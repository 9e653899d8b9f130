//! Scripted press/release sequences for unattended recording

use std::fmt;
use std::str::FromStr;
use std::time::Duration;

use crate::domain::errors::DomainError;
use crate::domain::model::Orientation;

/// One step of a recording script
#[derive(Debug, Clone, Copy, PartialEq, Eq)]
pub enum ScriptStep {
    /// Press, keep holding for the duration, release
    Hold(Duration),
    /// Stay released
    Wait(Duration),
    /// Switch camera orientation
    Orient(Orientation),
}

impl fmt::Display for ScriptStep {
    fn fmt(&self, f: &mut fmt::Formatter<'_>) -> fmt::Result {
        match self {
            ScriptStep::Hold(d) => write!(f, "hold:{}", d.as_millis()),
            ScriptStep::Wait(d) => write!(f, "wait:{}", d.as_millis()),
            ScriptStep::Orient(o) => write!(f, "orient:{}", o.degrees()),
        }
    }
}

impl FromStr for ScriptStep {
    type Err = DomainError;

    fn from_str(s: &str) -> Result<Self, Self::Err> {
        let (verb, value) = s
            .trim()
            .split_once(':')
            .ok_or_else(|| DomainError::BadArgs(format!("Script step '{}' must look like verb:value", s)))?;

        let number = |value: &str| -> Result<u64, DomainError> {
            value
                .trim()
                .parse::<u64>()
                .map_err(|_| DomainError::BadArgs(format!("Invalid number in script step '{}'", s)))
        };

        match verb.trim().to_lowercase().as_str() {
            "hold" | "h" => Ok(ScriptStep::Hold(Duration::from_millis(number(value)?))),
            "wait" | "w" => Ok(ScriptStep::Wait(Duration::from_millis(number(value)?))),
            "orient" | "o" => {
                let degrees = value
                    .trim()
                    .parse::<i32>()
                    .map_err(|_| DomainError::BadArgs(format!("Invalid orientation in '{}'", s)))?;
                Ok(ScriptStep::Orient(Orientation::from_degrees(degrees)?))
            }
            other => Err(DomainError::BadArgs(format!("Unknown script verb '{}'", other))),
        }
    }
}

/// Parse a comma separated script such as `hold:2500,wait:500,hold:4000`
pub fn parse_script(script: &str) -> Result<Vec<ScriptStep>, DomainError> {
    let steps = script
        .split(',')
        .filter(|part| !part.trim().is_empty())
        .map(str::parse)
        .collect::<Result<Vec<ScriptStep>, _>>()?;
    if steps.is_empty() {
        return Err(DomainError::BadArgs("Script has no steps".to_string()));
    }
    Ok(steps)
}

/// Lines accepted on stdin in interactive mode
#[derive(Debug, Clone, Copy, PartialEq, Eq)]
pub enum ConsoleCommand {
    Press,
    Release,
    Orient(Orientation),
    Status,
    Quit,
}

impl FromStr for ConsoleCommand {
    type Err = DomainError;

    fn from_str(s: &str) -> Result<Self, Self::Err> {
        let mut parts = s.split_whitespace();
        let verb = parts.next().unwrap_or("");
        match verb {
            "p" | "press" => Ok(ConsoleCommand::Press),
            "r" | "release" => Ok(ConsoleCommand::Release),
            "s" | "status" => Ok(ConsoleCommand::Status),
            "q" | "quit" | "exit" => Ok(ConsoleCommand::Quit),
            "o" | "orient" => {
                let degrees = parts
                    .next()
                    .and_then(|d| d.parse::<i32>().ok())
                    .ok_or_else(|| DomainError::BadArgs("Usage: o <degrees>".to_string()))?;
                Ok(ConsoleCommand::Orient(Orientation::from_degrees(degrees)?))
            }
            "" => Err(DomainError::BadArgs("Empty command".to_string())),
            other => Err(DomainError::BadArgs(format!("Unknown command '{}'", other))),
        }
    }
}

#[cfg(test)]
mod tests {
    use super::*;

    #[test]
    fn test_parse_script() {
        let steps = parse_script("hold:2500, wait:500,orient:90,h:100").unwrap();
        assert_eq!(
            steps,
            vec![
                ScriptStep::Hold(Duration::from_millis(2500)),
                ScriptStep::Wait(Duration::from_millis(500)),
                ScriptStep::Orient(Orientation::PORTRAIT),
                ScriptStep::Hold(Duration::from_millis(100)),
            ]
        );
        assert_eq!(steps[0].to_string(), "hold:2500");
    }

    #[test]
    fn test_parse_script_errors() {
        assert!(parse_script("").is_err());
        assert!(parse_script("hold").is_err());
        assert!(parse_script("hold:abc").is_err());
        assert!(parse_script("jump:10").is_err());
        assert!(parse_script("orient:45").is_err());
    }

    #[test]
    fn test_console_commands() {
        assert_eq!("p".parse::<ConsoleCommand>().unwrap(), ConsoleCommand::Press);
        assert_eq!("release".parse::<ConsoleCommand>().unwrap(), ConsoleCommand::Release);
        assert_eq!(
            "o 270".parse::<ConsoleCommand>().unwrap(),
            ConsoleCommand::Orient(Orientation::from_degrees(270).unwrap())
        );
        assert!("o".parse::<ConsoleCommand>().is_err());
        assert!("x".parse::<ConsoleCommand>().is_err());
    }
}
//! Media-time conversion and formatting utilities

use std::time::Duration;

use crate::domain::model::MICROS_PER_SECOND;

/// Convert a `Duration` to whole microseconds, saturating at `u64::MAX`
pub fn duration_to_us(duration: Duration) -> u64 {
    u64::try_from(duration.as_micros()).unwrap_or(u64::MAX)
}

/// Convert milliseconds to microseconds
pub fn ms_to_us(ms: u64) -> u64 {
    ms.saturating_mul(1_000)
}

/// Convert microseconds to whole milliseconds
pub fn us_to_ms(us: i64) -> i64 {
    us / 1_000
}

/// Format a media timestamp as `S.mmms`, e.g. `2.500s`
pub fn format_us(us: i64) -> String {
    let sign = if us < 0 { "-" } else { "" };
    let abs = us.unsigned_abs();
    let seconds = abs / MICROS_PER_SECOND as u64;
    let millis = (abs % MICROS_PER_SECOND as u64) / 1_000;
    format!("{}{}.{:03}s", sign, seconds, millis)
}

/// Format a media timestamp as `MM:SS.mmm`
pub fn format_clock(us: i64) -> String {
    let abs = us.unsigned_abs();
    let total_ms = abs / 1_000;
    let minutes = total_ms / 60_000;
    let seconds = (total_ms % 60_000) / 1_000;
    let millis = total_ms % 1_000;
    format!("{:02}:{:02}.{:03}", minutes, seconds, millis)
}

#[cfg(test)]
mod tests {
    use super::*;

    #[test]
    fn test_format_us() {
        assert_eq!(format_us(2_500_000), "2.500s");
        assert_eq!(format_us(0), "0.000s");
        assert_eq!(format_us(-16_000), "-0.016s");
    }

    #[test]
    fn test_format_clock() {
        assert_eq!(format_clock(61_250_000), "01:01.250");
    }

    #[test]
    fn test_conversions() {
        assert_eq!(ms_to_us(6_000), 6_000_000);
        assert_eq!(us_to_ms(2_509_999), 2_509);
        assert_eq!(duration_to_us(Duration::from_millis(16)), 16_000);
    }
}
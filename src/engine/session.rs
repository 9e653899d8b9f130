//! Shared session state: phase cell and cumulative duration counter

use std::sync::atomic::{AtomicBool, AtomicU64, AtomicU8, Ordering};

use tracing::debug;

use crate::domain::errors::DomainError;
use crate::domain::model::{Phase, PhaseEvent, ProgressSnapshot};
use crate::domain::rules::PhaseRules;

/// Lock-free cell holding the current [`Phase`]
#[derive(Debug)]
pub struct PhaseCell(AtomicU8);

impl PhaseCell {
    pub fn new(phase: Phase) -> Self {
        Self(AtomicU8::new(phase as u8))
    }

    pub fn load(&self) -> Phase {
        Phase::from_u8(self.0.load(Ordering::Acquire)).unwrap_or(Phase::Idle)
    }

    /// Take the edge for `event` from whatever the current phase is.
    ///
    /// Retries when another thread moved the phase between load and swap.
    pub fn apply(&self, event: PhaseEvent) -> Result<(Phase, Phase), DomainError> {
        let mut current = self.0.load(Ordering::Acquire);
        loop {
            let from = Phase::from_u8(current).unwrap_or(Phase::Idle);
            let to = PhaseRules::apply(from, event)?;
            match self
                .0
                .compare_exchange_weak(current, to as u8, Ordering::AcqRel, Ordering::Acquire)
            {
                Ok(_) => {
                    debug!(%from, %to, %event, "Phase transition");
                    return Ok((from, to));
                }
                Err(actual) => current = actual,
            }
        }
    }

    /// Unconditional reset after a fatal failure
    pub fn force(&self, phase: Phase) {
        self.0.store(phase as u8, Ordering::Release);
    }
}

/// State shared between the control thread, the drain loop and the stitcher
#[derive(Debug)]
pub struct SessionState {
    phase: PhaseCell,
    recorded_us: AtomicU64,
    cap_us: u64,
    format_ready: AtomicBool,
}

impl SessionState {
    pub fn new(cap_us: u64) -> Self {
        Self {
            phase: PhaseCell::new(Phase::Idle),
            recorded_us: AtomicU64::new(0),
            cap_us,
            format_ready: AtomicBool::new(false),
        }
    }

    pub fn phase(&self) -> Phase {
        self.phase.load()
    }

    pub fn phase_cell(&self) -> &PhaseCell {
        &self.phase
    }

    pub fn cap_us(&self) -> u64 {
        self.cap_us
    }

    /// Cumulative encoded media time of the session
    pub fn recorded_us(&self) -> u64 {
        self.recorded_us.load(Ordering::Acquire)
    }

    pub fn cap_reached(&self) -> bool {
        self.recorded_us() >= self.cap_us
    }

    /// Add a non-negative media-time delta; written by the drain loop only
    pub(crate) fn add_recorded(&self, delta_us: u64) -> u64 {
        self.recorded_us.fetch_add(delta_us, Ordering::AcqRel) + delta_us
    }

    /// Zero the counter once the session is over
    pub(crate) fn reset_recorded(&self) {
        self.recorded_us.store(0, Ordering::Release);
    }

    /// Unconditional phase reset after a fatal failure
    pub(crate) fn force(&self, phase: Phase) {
        self.phase.force(phase);
    }

    pub fn format_ready(&self) -> bool {
        self.format_ready.load(Ordering::Acquire)
    }

    pub(crate) fn set_format_ready(&self, ready: bool) {
        self.format_ready.store(ready, Ordering::Release);
    }

    pub fn snapshot(&self) -> ProgressSnapshot {
        ProgressSnapshot {
            phase: self.phase(),
            recorded_us: self.recorded_us(),
            cap_us: self.cap_us,
        }
    }
}
#[test]
fn test_orientation_refused_while_capturing() {
    let dir = TempDir::new().unwrap();
    let (encoder, _) = ScriptedEncoder::new(vec![
        Ok(EncoderEvent::FormatChanged(track_format())),
        media(0, 0),
    ]);
    let (pipeline, _) = pipeline(&dir, 6_000, encoder);
    let Pipeline { control, mut drain, .. } = pipeline;
    let portrait = Orientation::PORTRAIT;

    step_n(&mut drain, 1);
    control.start_segment().unwrap();
    assert!(matches!(control.set_orientation(portrait), Err(DomainError::Busy(_))));

    step_n(&mut drain, 1);
    control.stop_segment();
    step_n(&mut drain, 1);
    assert_eq!(control.state().phase(), Phase::Idle);

    control.set_orientation(portrait).unwrap();
    assert_eq!(control.orientation(), portrait);
}

#[test]
fn test_only_one_concurrent_press_wins() {
    let dir = TempDir::new().unwrap();
    let (encoder, _) = ScriptedEncoder::new(vec![Ok(EncoderEvent::FormatChanged(track_format()))]);
    let (pipeline, _) = pipeline(&dir, 6_000, encoder);
    let Pipeline { control, mut drain, .. } = pipeline;
    step_n(&mut drain, 1);

    let winners = std::thread::scope(|scope| {
        let handles: Vec<_> = (0..8).map(|_| scope.spawn(|| control.start_segment().is_ok())).collect();
        handles.into_iter().map(|h| h.join().unwrap()).filter(|ok| *ok).count()
    });

    assert_eq!(winners, 1);
    assert_eq!(control.state().phase(), Phase::Recording);
}

// Failures

#[test]
fn test_encoder_failure_resets_session() {
    let dir = TempDir::new().unwrap();
    let (encoder, released) = ScriptedEncoder::new(vec![
        Ok(EncoderEvent::FormatChanged(track_format())),
        media(0, 0),
        media(1, 10_000),
        Err(DomainError::EncoderFail("codec reset".to_string())),
    ]);
    let (pipeline, _) = pipeline(&dir, 6_000, encoder);
    let Pipeline {
        control,
        mut drain,
        mut events,
        ..
    } = pipeline;

    step_n(&mut drain, 1);
    control.start_segment().unwrap();
    let report = drain.run();

    assert!(matches!(report.error, Some(DomainError::EncoderFail(_))));
    assert_eq!(control.state().phase(), Phase::Idle);
    assert_eq!(control.state().recorded_us(), 0);
    assert!(!control.state().format_ready());
    assert_eq!(released.load(Ordering::SeqCst), 2);

    // The in-flight segment was still closed properly
    assert_eq!(report.pending_segments.len(), 1);
    assert_eq!(read_timestamps(&report.pending_segments[0]), vec![0, 10_000]);

    let events = drain_events(&mut events);
    assert!(matches!(events.last(), Some(RecorderEvent::DrainFailed { .. })));
}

───

Wherever a line contains the string "holding", copy that line from the data.

    /// Press, keep holding for the duration, release
/// Lock-free cell holding the current [`Phase`]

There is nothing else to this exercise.